Closed elkoen closed 5 years ago

elkoen commented 5 years ago

Hi, I just started using CS.jl recently. I think of myself as your “average user”. First, I would like to thank you for all of your work – so far, I can run larger grids much faster than I could with CS 4.0. As an average user, there are a few things that make CS.jl seem intimidating. Starting this conversation might help other “average users” ensure that we are fully utilizing the power of CS.jl.

  1. The part of your github page that tells me what to type into Julia is great (thanks for this). But, I am unsure of what information my .ini file should have. My work-around has been to start up CS 4.0 and after it writes the .ini, I call that into Julia.
  2. This may be a silly question but I will ask it anyway.

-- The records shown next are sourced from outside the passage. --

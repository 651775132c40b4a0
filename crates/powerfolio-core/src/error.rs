//! Error taxonomy shared by every stage of a model build.
//!
//! All variants are configuration errors: they are raised while the model is
//! being assembled (or while results are requested), carry the offending
//! name, and are never retried. Solver terminations that are not optimal are
//! not errors at build time; they surface as [`ModelError::ResultsUnavailable`]
//! only when somebody asks for results.

use crate::dimension::Dimension;
use thiserror::Error;

/// Unified error type for model construction and result extraction.
#[derive(Error, Debug, Clone, PartialEq)]
pub enum ModelError {
    /// Two labels of the same axis collide.
    #[error("duplicate label '{label}' on {dimension} axis")]
    DuplicateLabel { dimension: Dimension, label: String },

    /// A second index was registered for an axis that already has one.
    #[error("an index for the {0} axis already exists")]
    DuplicateDimension(Dimension),

    /// A label lookup missed.
    #[error("unknown label '{label}' on {dimension} axis")]
    UnknownLabel { dimension: Dimension, label: String },

    #[error("variable '{0}' is already declared")]
    DuplicateVariable(String),

    #[error("constraint '{0}' is already attached")]
    DuplicateConstraint(String),

    /// A required profile has no entry for an asset in a scenario.
    #[error("scenario '{scenario}' has no {profile} profile for '{asset}'")]
    MissingProfile {
        profile: String,
        asset: String,
        scenario: String,
    },

    #[error(
        "{profile} profile for '{asset}' in scenario '{scenario}' has {actual} values, \
         expected {expected}"
    )]
    ProfileLengthMismatch {
        profile: String,
        asset: String,
        scenario: String,
        expected: usize,
        actual: usize,
    },

    /// Something was requested for an asset class the portfolio does not hold.
    #[error("portfolio has no {0} assets")]
    MissingAssetClass(Dimension),

    #[error("objective has no terms: portfolio contains neither generators nor priced markets")]
    EmptyObjective,

    #[error("model has already been built")]
    AlreadyBuilt,

    /// Results were requested from a solve that did not finish successfully.
    #[error("results unavailable: solver status '{status}', termination '{termination}'")]
    ResultsUnavailable { status: String, termination: String },

    #[error("shape mismatch for '{name}': expected {expected} values, got {actual}")]
    ShapeMismatch {
        name: String,
        expected: usize,
        actual: usize,
    },

    /// Input data rejected before any build step.
    #[error("validation error: {0}")]
    Validation(String),

    #[error("solver error: {0}")]
    Solver(String),
}

/// Convenience alias for results using [`ModelError`].
pub type ModelResult<T> = Result<T, ModelError>;

impl ModelError {
    pub fn validation(message: impl Into<String>) -> Self {
        ModelError::Validation(message.into())
    }
}

#[cfg(test)]
mod tests {
    use super::*;

    #[test]
    fn messages_name_the_offender() {
        let err = ModelError::DuplicateLabel {
            dimension: Dimension::Generator,
            label: "gas".into(),
        };
        assert!(err.to_string().contains("gas"));
        assert!(err.to_string().contains("generator"));

        let err = ModelError::ProfileLengthMismatch {
            profile: "load".into(),
            asset: "city".into(),
            scenario: "base".into(),
            expected: 24,
            actual: 23,
        };
        let msg = err.to_string();
        assert!(msg.contains("city"));
        assert!(msg.contains("24"));
        assert!(msg.contains("23"));
    }

    #[test]
    fn question_mark_propagates() {
        fn inner() -> ModelResult<()> {
            Err(ModelError::AlreadyBuilt)
        }
        fn outer() -> ModelResult<u8> {
            inner()?;
            Ok(1)
        }
        assert_eq!(outer(), Err(ModelError::AlreadyBuilt));
    }
}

Can my regular Windows desktop computer run CS.jl in parallel? Do I just write parallelize = True in the .ini file? (when I tried this, it didn’t seem to speed things up). Do I have to change max_parallel = 0 to something else?

I hope that answers to some of these questions will make CS.jl more accessible. Thanks!! Erin

ranjanan commented 5 years ago

Hi @elkoen, thank you for your questions. The answers to both of them need shall be put up on the README, with your help.

  1. To get started with an INI file, you could simply copy an INI file from the tests: https://github.com/Circuitscape/Circuitscape.jl/tree/master/test/input, depending on what data type and scenario you're running. For example, if you want to run raster pairwise, you should simply create a new file on your computer, copy the contents of this file, save it, and then try running it.

  2. You can definitely do parallel runs on Windows, in fact that's one of the main differences between Circuitscape.jl and the older Python package. To run in parallel, you add parallelize=true and then max_parallel = n where n is the number of parallel processes you'd like Circuitscape to spawn and run. Ideally, you should choose n to be the number of cores on your machine. On an i7 processor, that number is typically 4, and for an i5 it's typically 2, although this does vary depending on your configuration.

On a side note, we currently don't support raster pairwise mode in parallel if your point file has polygons in it.

Does this help? I'm happy to provide clarifications. Once you're happy with these answers, I'll put these explanations up on the README.

elkoen commented 5 years ago

Thank-you for responding so quickly!

  1. I am not sure why I hadn't thought of this - it is simpler than what I was doing
  2. This is also helpful. I am trying it now and it seems to be running in parallel. Thanks!
ranjanan commented 5 years ago

Great, I'll put this up on the README and then close this.